BEMIDJI -- In order to support improvements to water infrastructure and capital needs at the Sanford Center, the city of Bemidji will approach the Legislature in 2020 with the hope of authorizing a sales tax.
For the past several months, the City Council has been exploring the need for a special use tax, such as a sales tax or a hospitality tax. Initially, both types of taxes were seen as viable to propose this session. However, on Monday, the council narrowed its scope to a sales tax.
A 1% sales tax would generate roughly $5 million, while a 1/2% sales tax would create $2.6 million. For a sales tax to be implemented, it needs both approval by the Legislature and by the public through a referendum.
To make it through the Legislature, though, a sales tax proposal needs to be included in a tax bill. While this year isn't a traditional tax bill year, representatives with the city's consultant, Bradley Peterson of Flaherty and Hood, said a bill is still likely in 2020.
"Based on conversations with the House Tax Chair and staff of the Senate Tax Chair, I'm convinced there will be a robust discussion about a tax bill this year," Peterson said. "There are going to be a number of cities coming in with requests."
If a sales tax were to pass, a top priority would be to dedicate the dollars toward a new treatment plant for chemicals called perfluorocarbons, or PFCs, originating from firefighting foams found near Bemidji's water wells. The new treatment plant will cost an estimated $16.3 million, according to estimates.
While funding may be available through a 2020 bonding bill from the Legislature, though, the local share is still expected to be sizable. As a result, the city is hoping for relief through the sales tax option.
The situation is similar for the future of the city's wastewater treatment plant. The city is applying for a new permit from the Minnesota Pollution Control Agency. Future permits could include requirements for the city to start treating for ammonia and nitrogen, meaning new equipment estimated at close to $10 million would be needed.
District 5A Rep.

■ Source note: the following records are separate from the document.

//! Answer (scene, character) -> coordinate model.

use spotter_core::hit_test::NormalizedPoint;
use spotter_core::types::DbId;
use sqlx::FromRow;

/// A row from the `scene_answers` table.
///
/// Not `Serialize`: answer coordinates never leave the server.
#[derive(Debug, Clone, FromRow)]
pub struct Answer {
    pub id: DbId,
    pub scene_id: DbId,
    pub character_id: DbId,
    pub x: f64,
    pub y: f64,
}

impl Answer {
    pub fn point(&self) -> NormalizedPoint {
        NormalizedPoint::new(self.x, self.y)
    }
}
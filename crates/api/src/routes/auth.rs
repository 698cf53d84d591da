//! Route definitions for the `/auth` resource.

use axum::routing::{get, post};
use axum::Router;

use crate::handlers::auth;
use crate::state::AppState;

/// Routes mounted at `/auth`.
///
/// ```text
/// POST /register  -> register
/// POST /login     -> login
/// POST /guest     -> guest
/// GET  /me        -> me (requires auth)
/// ```
pub fn router() -> Router<AppState> {
    Router::new()
        .route("/register", post(auth::register))
        .route("/login", post(auth::login))
        .route("/guest", post(auth::guest))
        .route("/me", get(auth::me))
}
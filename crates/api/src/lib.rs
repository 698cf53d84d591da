//! Spotter API server library.
//!
//! Exposes the core building blocks (config, state, error handling, routes,
//! background jobs) so integration tests and the binary entrypoint can both
//! access them.

pub mod auth;
pub mod background;
pub mod config;
pub mod error;
pub mod extract;
pub mod handlers;
pub mod middleware;
pub mod query;
pub mod router;
pub mod routes;
pub mod state;
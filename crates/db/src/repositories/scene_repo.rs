//! Repository for the `scenes` table.

use spotter_core::types::DbId;
use sqlx::PgPool;

use crate::models::scene::Scene;

/// Column list shared across queries to avoid repetition.
const COLUMNS: &str = "id, name, image_url, width, height, created_at";

/// Read-only access to scenes. Scenes are loaded by migrations.
pub struct SceneRepo;

impl SceneRepo {
    /// List all scenes ordered by id.
    pub async fn list(pool: &PgPool) -> Result<Vec<Scene>, sqlx::Error> {
        let query = format!("SELECT {COLUMNS} FROM scenes ORDER BY id ASC");
        sqlx::query_as::<_, Scene>(&query).fetch_all(pool).await
    }

    /// Find a scene by its internal ID.
    pub async fn find_by_id(pool: &PgPool, id: DbId) -> Result<Option<Scene>, sqlx::Error> {
        let query = format!("SELECT {COLUMNS} FROM scenes WHERE id = $1");
        sqlx::query_as::<_, Scene>(&query)
            .bind(id)
            .fetch_optional(pool)
            .await
    }

    pub async fn exists(pool: &PgPool, id: DbId) -> Result<bool, sqlx::Error> {
        let (exists,): (bool,) =
            sqlx::query_as("SELECT EXISTS (SELECT 1 FROM scenes WHERE id = $1)")
                .bind(id)
                .fetch_one(pool)
                .await?;
        Ok(exists)
    }
}
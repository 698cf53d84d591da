//! Argon2id password hashing and verification.
//!
//! Hashes use the Argon2id variant with a random salt from [`OsRng`], stored
//! in PHC string format so parameters and salt travel with the hash.

use argon2::password_hash::rand_core::OsRng;
use argon2::password_hash::{PasswordHash, PasswordHasher, PasswordVerifier, SaltString};
use argon2::Argon2;

/// Hash a plaintext password using Argon2id with a random salt.
pub fn hash_password(password: &str) -> Result<String, argon2::password_hash::Error> {
    let salt = SaltString::generate(&mut OsRng);
    let hash = Argon2::default().hash_password(password.as_bytes(), &salt)?;
    Ok(hash.to_string())
}

/// Verify a plaintext password against a stored PHC-formatted hash.
///
/// Returns `Ok(false)` on mismatch; `Err` only for an unparseable hash.
pub fn verify_password(password: &str, hash: &str) -> Result<bool, argon2::password_hash::Error> {
    let parsed_hash = PasswordHash::new(hash)?;
    match Argon2::default().verify_password(password.as_bytes(), &parsed_hash) {
        Ok(()) => Ok(true),
        Err(argon2::password_hash::Error::Password) => Ok(false),
        Err(e) => Err(e),
    }
}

John Persell, DFL-Bemidji, who attended Monday's meeting, said Bemidji has a good argument this session when it comes to its water issues
"I think the treatment plant for drinking water is unique," Persell said. "I certainly would make the argument that 3M (which produced the foams) should be paying for this, and ultimately, I believe they will. It's not going to come in time for the mandate that you all are getting from the Department of Health, though. So, I think in this situation, you're showing that you're mandated to do this. I think the argument can be a strong one for accomplishing this."
State statute also allows sales tax dollars to go toward capital projects and the rehabilitation of structures, according to Peterson. As a result, a portion of the sales tax could also be directed to the Sanford Center.
For 2019, the city authorized an $860,000 investment in capital needs at the city-owned event center. Sanford Center staff have informed the city about future needs for the 10-year-old building that will come to hundreds of thousands of dollars.
At the end of Monday's meeting, the council directed city staff to evaluate the amount of money needed from the projects, and research how much time would be needed on them, as sales taxes have a sunset date. According to Peterson, a sales tax proposal must be approved by the city by Jan. 31.
If the sales tax proposal would be successful at the Legislature, voters would be able to vote on each of the three uses of the tax separately.
The Legislature is scheduled to convene on Tuesday, Feb. 11.